Luis Sotelo, OFM, in English known also as Louis Sotelo, (September 6, 1574 – August 25, 1624) was a Franciscan friar from Spain who died as a martyr in Japan, in 1624, and was beatified by Pope Pius IX in 1867.

==Early life==
Luis was born to a noble family in Sevilla, Spain, and studied at the University of Salamanca before entering the convent of "Calvario de los Hermanos Menores". He became a Franciscan Friar and was ordained a priest. In 1600 he was sent to the Philippines to prepare for missionary work. There he was assigned to serve the spiritual needs of the Japanese settlement of Dilao, which was destroyed by Spanish forces, in 1608, after intense fighting.

In 1608, Pope Paul V authorized Dominicans and Franciscans to evangelize in Japan, heretofore the preserve of the Jesuits. Sotelo spent four years in Manila, learning the Japanese language before going to Japan and taking a leading role there.

== Proselytism in Edo==
Sotelo tried to establish a Franciscan church in the area of Edo (present-day Tokyo). The church was destroyed in 1612, following the interdiction of Christianity in the territories of the Tokugawa shogunate on April 21, 1612. After a period of intense missionary activity by the Catholic Church, Tokugawa Hidetada, the second shōgun of the Tokugawa dynasty, issued a decree which banned the practice and teaching of the Christian faith, and under the threat of loss of life, all the missionaries had to leave Japan. This decree started the bloody persecution of Christians, which lasted several decades.
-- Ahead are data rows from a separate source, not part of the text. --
use crate::catalog::{distribution_props, function_props, visualization_props};
use crate::commands::Command;
use crate::diagram::{self, DiagramLink, DiagramModel, DiagramNode};
use crate::editor_state::check_editor_state;
use crate::effects::Effect;
use crate::nodes::{
    DistributionKind, ExpectedValueType, FunctionKind, NodeType, VisualizationKind,
};
use crate::state::State;
use crate::workbench::WorkbenchState;
use eframe::egui;
use std::collections::HashMap;

// UI Constants
const NODE_WIDTH: f32 = 170.0;
const NODE_HEADER_HEIGHT: f32 = 36.0;
const PORT_ROW_HEIGHT: f32 = 18.0;
const PORT_RADIUS: f32 = 4.0;
const EDITOR_PANEL_WIDTH: f32 = 280.0;
const LINK_STROKE_WIDTH: f32 = 1.5;
const LINK_PREVIEW_STROKE_WIDTH: f32 = 2.0;
const LINK_PREVIEW_COLOR: egui::Color32 = egui::Color32::from_rgb(100, 100, 255);

/// Transient pointer state for an in-progress node drag.
struct NodeDrag {
    node_id: String,
    delta: egui::Vec2,
}

pub struct WorkbenchApp {
    state: State,
    drag: Option<NodeDrag>,
    /// Node whose output port was clicked; the next input-port click
    /// completes the link.
    pending_link_from: Option<String>,
}

impl WorkbenchApp {
    pub fn new(state: State) -> Self {
        Self {
            state,
            drag: None,
            pending_link_from: None,
        }
    }
}

impl eframe::App for WorkbenchApp {
    fn update(&mut self, ctx: &egui::Context, _frame: &mut eframe::Frame) {
        // The UI reads a snapshot and communicates only through commands
        // and effects, applied in one batch at the end of the frame.
        let workbench = self.state.store.workbench.clone();
        let mut commands: Vec<Command> = Vec::new();
        let mut effects: Vec<Effect> = Vec::new();

        // Menu bar at the very top
        egui::TopBottomPanel::top("menu_bar").show(ctx, |ui| {
            egui::MenuBar::new().ui(ui, |ui| {
                ui.menu_button("File", |ui| {
                    if ui.button("Save").clicked() {
                        ui.close();
                        if let Some(path) = rfd::FileDialog::new()
                            .add_filter("JSON", &["json"])
                            .save_file()
                        {
                            effects.push(Effect::SaveToFile { path });
                        }
                    }

                    if ui.button("Load").clicked() {
                        ui.close();
                        if let Some(path) = rfd::FileDialog::new()
                            .add_filter("JSON", &["json"])
                            .pick_file()
                        {
                            effects.push(Effect::LoadFromFile { path });
                        }
                    }
                });

                if ui.button("Add Node").clicked() {
                    commands.push(Command::AddNode);
                }

                ui.label(format!(
                    "{}: Belief Workbench",
                    workbench.beliefs.model_name
                ));
            });
        });

        if workbench.currently_editing.is_some() {
            egui::SidePanel::right("node_editor")
                .exact_width(EDITOR_PANEL_WIDTH)
                .frame(
                    egui::Frame::side_top_panel(&ctx.style()).inner_margin(8.0),
                )
                .show(ctx, |ui| {
                    render_editor_form(ui, &workbench, &mut commands);
                });
        }

        egui::CentralPanel::default().show(ctx, |ui| {
            self.render_canvas(ui, &workbench, &mut commands);
        });

        // Display error dialog if there's an error message
        if let Some(error) = self.state.store.error_message.clone() {
            egui::Window::new("Error")
                .collapsible(false)
                .resizable(false)
                .show(ctx, |ui| {
                    ui.label(&error);
                    if ui.button("OK").clicked() {
                        self.state.store.error_message = None;
                    }
                });
        }

        for command in commands {
            self.state.dispatch(command);
        }
        for effect in effects {
            self.state.request(effect);
        }
        self.state.flush_commands();
        self.state.flush_effects();
    }
}
#[cfg(test)]
mod tests {
    use super::*;
    use crate::nodes::{DistributionKind, FunctionKind, Nodes, demo_nodes};
    use crate::workbench::Beliefs;
    use std::collections::BTreeMap;

    fn stub_state(nodes: Nodes) -> WorkbenchState {
        WorkbenchState::new(Beliefs {
            nodes,
            language: "en-US".to_string(),
            model_name: "Test model".to_string(),
        })
    }

    fn two_constants() -> WorkbenchState {
        let mut nodes = Nodes::new();
        nodes.insert(
            "Zero".to_string(),
            Node::Constant {
                value: Value::Number(0.0),
                value_type: ExpectedValueType::Number,
                justification: String::new(),
                coords: [100.0, 100.0],
            },
        );
        nodes.insert(
            "One".to_string(),
            Node::Constant {
                value: Value::Number(1.0),
                value_type: ExpectedValueType::Number,
                justification: String::new(),
                coords: [150.0, 100.0],
            },
        );
        stub_state(nodes)
    }

    #[test]
    fn add_node_synthesizes_a_unique_title_and_enters_edit_mode() {
        let state = two_constants();
        let state = reduce(&state, &Command::AddNode);
        let node = &state.beliefs.nodes["Node 1"];
        assert_eq!(
            *node,
            Node::Constant {
                value: Value::Number(0.0),
                value_type: ExpectedValueType::Number,
                justification: String::new(),
                coords: [100.0, 100.0],
            }
        );
        assert_eq!(state.currently_editing.as_deref(), Some("Node 1"));
        assert_eq!(state.new_properties.title, "Node 1");

        // The next probe skips the now-taken title.
        let state = reduce(&state, &Command::AddNode);
        assert!(state.beliefs.nodes.contains_key("Node 2"));
    }

    #[test]
    fn linking_into_a_constant_is_a_no_op() {
        let state = reduce(&two_constants(), &Command::AddNode);
        let linked = reduce(
            &state,
            &Command::LinkNodes {
                from_node_id: "Zero".to_string(),
                to_node_id: "Node 1".to_string(),
                to_input_id: "toAdd".to_string(),
            },
        );
        assert_eq!(linked, state);
    }

    fn with_adder(mut state: WorkbenchState) -> WorkbenchState {
        state.beliefs.nodes.insert(
            "Sum".to_string(),
            Node::Function {
                function: FunctionKind::Add,
                parents: BTreeMap::from([("toAdd".to_string(), Vec::new())]),
                justification: String::new(),
                coords: [200.0, 200.0],
            },
        );
        state
    }

    fn link_zero_to_sum() -> Command {
        Command::LinkNodes {
            from_node_id: "Zero".to_string(),
            to_node_id: "Sum".to_string(),
            to_input_id: "toAdd".to_string(),
        }
    }

    #[test]
    fn linking_is_idempotent() {
        let state = with_adder(two_constants());
        let once = reduce(&state, &link_zero_to_sum());
        assert_eq!(
            once.beliefs.nodes["Sum"].parents().unwrap()["toAdd"],
            vec!["Zero".to_string()]
        );
        let twice = reduce(&once, &link_zero_to_sum());
        assert_eq!(twice, once);
    }

    #[test]
    fn linking_preserves_argument_order() {
        let state = with_adder(two_constants());
        let state = reduce(&state, &link_zero_to_sum());
        let state = reduce(
            &state,
            &Command::LinkNodes {
                from_node_id: "One".to_string(),
                to_node_id: "Sum".to_string(),
                to_input_id: "toAdd".to_string(),
            },
        );
        assert_eq!(
            state.beliefs.nodes["Sum"].parents().unwrap()["toAdd"],
            vec!["Zero".to_string(), "One".to_string()]
        );
    }

    #[test]
    fn linking_from_an_unknown_parent_is_refused() {
        let state = with_adder(two_constants());
        let linked = reduce(
            &state,
            &Command::LinkNodes {
                from_node_id: "Ghost".to_string(),
                to_node_id: "Sum".to_string(),
                to_input_id: "toAdd".to_string(),
            },
        );
        assert_eq!(linked, state);
    }

    #[test]
    fn linking_to_an_unknown_port_is_a_no_op() {
        let state = with_adder(two_constants());
        let linked = reduce(
            &state,
            &Command::LinkNodes {
                from_node_id: "Zero".to_string(),
                to_node_id: "Sum".to_string(),
                to_input_id: "numerator".to_string(),
            },
        );
        assert_eq!(linked, state);
    }

    #[test]
    fn unlinking_a_missing_edge_is_a_no_op() {
        let state = with_adder(two_constants());
        let unlinked = reduce(
            &state,
            &Command::UnlinkNodes {
                from_node_id: "Zero".to_string(),
                to_node_id: "Sum".to_string(),
                to_input_id: "toAdd".to_string(),
            },
        );
        assert_eq!(unlinked, state);
    }

    #[test]
    fn unlinking_removes_exactly_the_named_parent() {
        let state = with_adder(two_constants());
        let state = reduce(&state, &link_zero_to_sum());
        let state = reduce(
            &state,
            &Command::LinkNodes {
                from_node_id: "One".to_string(),
                to_node_id: "Sum".to_string(),
                to_input_id: "toAdd".to_string(),
            },
        );
        let state = reduce(
            &state,
            &Command::UnlinkNodes {
                from_node_id: "Zero".to_string(),
                to_node_id: "Sum".to_string(),
                to_input_id: "toAdd".to_string(),
            },
        );
        assert_eq!(
            state.beliefs.nodes["Sum"].parents().unwrap()["toAdd"],
            vec!["One".to_string()]
        );
    }

    #[test]
    fn deleting_scrubs_every_reference() {
        let state = stub_state(demo_nodes());
        let state = reduce(
            &state,
            &Command::DeleteNode {
                node_id_to_delete: "Zero".to_string(),
            },
        );
        assert!(!state.beliefs.nodes.contains_key("Zero"));
        for node in state.beliefs.nodes.values() {
            let Some(parents) = node.parents() else {
                continue;
            };
            for parent_ids in parents.values() {
                assert!(!parent_ids.iter().any(|id| id == "Zero"));
            }
        }
    }

    #[test]
    fn moving_replaces_coords_only() {
        let state = two_constants();
        let moved = reduce(
            &state,
            &Command::MoveNode {
                node_id: "Zero".to_string(),
                new_coords: [7.0, 11.0],
            },
        );
        assert_eq!(moved.beliefs.nodes["Zero"].coords(), [7.0, 11.0]);
        let mut expectation = state.clone();
        expectation
            .beliefs
            .nodes
            .get_mut("Zero")
            .unwrap()
            .set_coords([7.0, 11.0]);
        assert_eq!(moved, expectation);
    }

    #[test]
    fn renaming_rewrites_every_reference() {
        let state = with_adder(two_constants());
        let state = reduce(&state, &link_zero_to_sum());
        let state = reduce(
            &state,
            &Command::StartEditingNode {
                to_edit: "Zero".to_string(),
            },
        );
        let mut form = state.new_properties.clone();
        form.title = "Nada".to_string();
        let state = reduce(&state, &Command::UpdateEditorState { new_state: form });
        let state = reduce(&state, &Command::FinishEditingNode);
        assert!(state.currently_editing.is_none());
        assert!(!state.beliefs.nodes.contains_key("Zero"));
        assert!(state.beliefs.nodes.contains_key("Nada"));
        assert_eq!(
            state.beliefs.nodes["Sum"].parents().unwrap()["toAdd"],
            vec!["Nada".to_string()]
        );
    }

    #[test]
    fn committing_a_duplicate_title_stays_in_edit_mode() {
        let state = two_constants();
        let state = reduce(
            &state,
            &Command::StartEditingNode {
                to_edit: "Zero".to_string(),
            },
        );
        let mut form = state.new_properties.clone();
        form.title = "One".to_string();
        let state = reduce(&state, &Command::UpdateEditorState { new_state: form });
        let finished = reduce(&state, &Command::FinishEditingNode);
        assert_eq!(finished, state);
        assert_eq!(finished.currently_editing.as_deref(), Some("Zero"));
    }

    #[test]
    fn committing_an_invalid_value_stays_in_edit_mode() {
        let state = two_constants();
        let state = reduce(
            &state,
            &Command::StartEditingNode {
                to_edit: "Zero".to_string(),
            },
        );
        let mut form = state.new_properties.clone();
        form.value = "1 wonky".to_string();
        let state = reduce(&state, &Command::UpdateEditorState { new_state: form });
        let finished = reduce(&state, &Command::FinishEditingNode);
        assert_eq!(finished, state);
    }

    #[test]
    fn changing_the_node_type_drops_port_wiring() {
        let state = with_adder(two_constants());
        let state = reduce(&state, &link_zero_to_sum());
        let state = reduce(
            &state,
            &Command::StartEditingNode {
                to_edit: "Sum".to_string(),
            },
        );
        let mut form = state.new_properties.clone();
        form.node_type = NodeType::Distribution;
        form.distribution = DistributionKind::ContinuousUniform;
        let state = reduce(&state, &Command::UpdateEditorState { new_state: form });
        let state = reduce(&state, &Command::FinishEditingNode);
        let parents = state.beliefs.nodes["Sum"].parents().unwrap();
        assert_eq!(parents.len(), 2);
        assert!(parents["min"].is_empty());
        assert!(parents["max"].is_empty());
    }

    #[test]
    fn finishing_with_a_corrupted_edit_record_cancels_the_edit() {
        let mut state = two_constants();
        state.currently_editing = Some("Ghost".to_string());
        let finished = reduce(&state, &Command::FinishEditingNode);
        assert!(finished.currently_editing.is_none());
        assert_eq!(finished.beliefs, state.beliefs);
    }

    #[test]
    fn editing_preserves_committed_coords() {
        let state = two_constants();
        let state = reduce(
            &state,
            &Command::StartEditingNode {
                to_edit: "One".to_string(),
            },
        );
        let mut form = state.new_properties.clone();
        form.justification = "Still the multiplicative identity".to_string();
        let state = reduce(&state, &Command::UpdateEditorState { new_state: form });
        let state = reduce(&state, &Command::FinishEditingNode);
        assert_eq!(state.beliefs.nodes["One"].coords(), [150.0, 100.0]);
        assert_eq!(
            state.beliefs.nodes["One"].justification(),
            "Still the multiplicative identity"
        );
    }

    #[test]
    fn noop_returns_the_state_unchanged() {
        let state = stub_state(demo_nodes());
        assert_eq!(reduce(&state, &Command::NoOp), state);
    }
}
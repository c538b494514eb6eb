pub mod app;
pub mod catalog;
pub mod commands;
pub mod diagram;
pub mod editor_state;
pub mod effects;
pub mod native;
pub mod nodes;
pub mod reducers;
pub mod serialization;
pub mod state;
pub mod store;
pub mod workbench;

use app::WorkbenchApp;
use state::State;
use store::Store;
use workbench::{Beliefs, WorkbenchState};

/// Build the application with the demo document as the initial graph.
pub fn create_app(_cc: &eframe::CreationContext<'_>) -> WorkbenchApp {
    let beliefs = Beliefs {
        nodes: nodes::demo_nodes(),
        language: "en-US".to_string(),
        model_name: "Demo Model".to_string(),
    };
    WorkbenchApp::new(State::new(Store::new(WorkbenchState::new(beliefs))))
}
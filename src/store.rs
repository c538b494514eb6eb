use crate::serialization;
use crate::workbench::WorkbenchState;
use std::path::Path;

/// The dispatch loop's single mutable resource: the current workbench
/// snapshot plus session-level fields the reducer does not own.
pub struct Store {
    pub workbench: WorkbenchState,
    pub error_message: Option<String>,
}

impl Store {
    pub fn new(workbench: WorkbenchState) -> Self {
        Self {
            workbench,
            error_message: None,
        }
    }

    pub fn save_to_file(&mut self, path: &Path) -> Result<(), String> {
        serialization::save_to_file(&self.workbench.beliefs, path)?;
        self.workbench.current_url =
            Some(path.to_string_lossy().into_owned());
        Ok(())
    }

    pub fn load_from_file(&mut self, path: &Path) -> Result<(), String> {
        let beliefs = serialization::load_from_file(path)?;
        self.workbench = WorkbenchState::new(beliefs);
        self.workbench.current_url =
            Some(path.to_string_lossy().into_owned());
        Ok(())
    }
}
After the healing in Edo of a concubine of the powerful daimyō of Sendai, Date Masamune, Sotelo was invited to the northern part of Japan, in the area controlled by Date, under whom Christianity was still allowed. He came back to Tokyo the following year and constructed and inaugurated a new church on May 12, 1613, in the area of Asakusa Torigoe. The Bakufu reacted by arresting the Christians, and Sotelo himself was put in the Kodenma-chō (小伝馬町) prison. Seven fellow Japanese Christians, who had been arrested with Sotelo, were executed on July 1, but he was freed following a special request by Date Masamune.

==Embassy project==
Sotelo, fluent in Japanese, planned and acted as translator on a Japanese embassy sent by Date Masamune to Spain on October 28, 1613. The embassy was headed by Hasekura Rokuemon Tsunenaga, and crossed the Pacific to Acapulco on board the Japanese-built (with assistance from European sailors) galleon San Juan Bautista. The embassy continued to Veracruz and Sanlucar de Barrameda, Seville, and Madrid. Sotelo had the Japanese receive baptism in Madrid, before accompanying them to see Pope Paul V in Rome.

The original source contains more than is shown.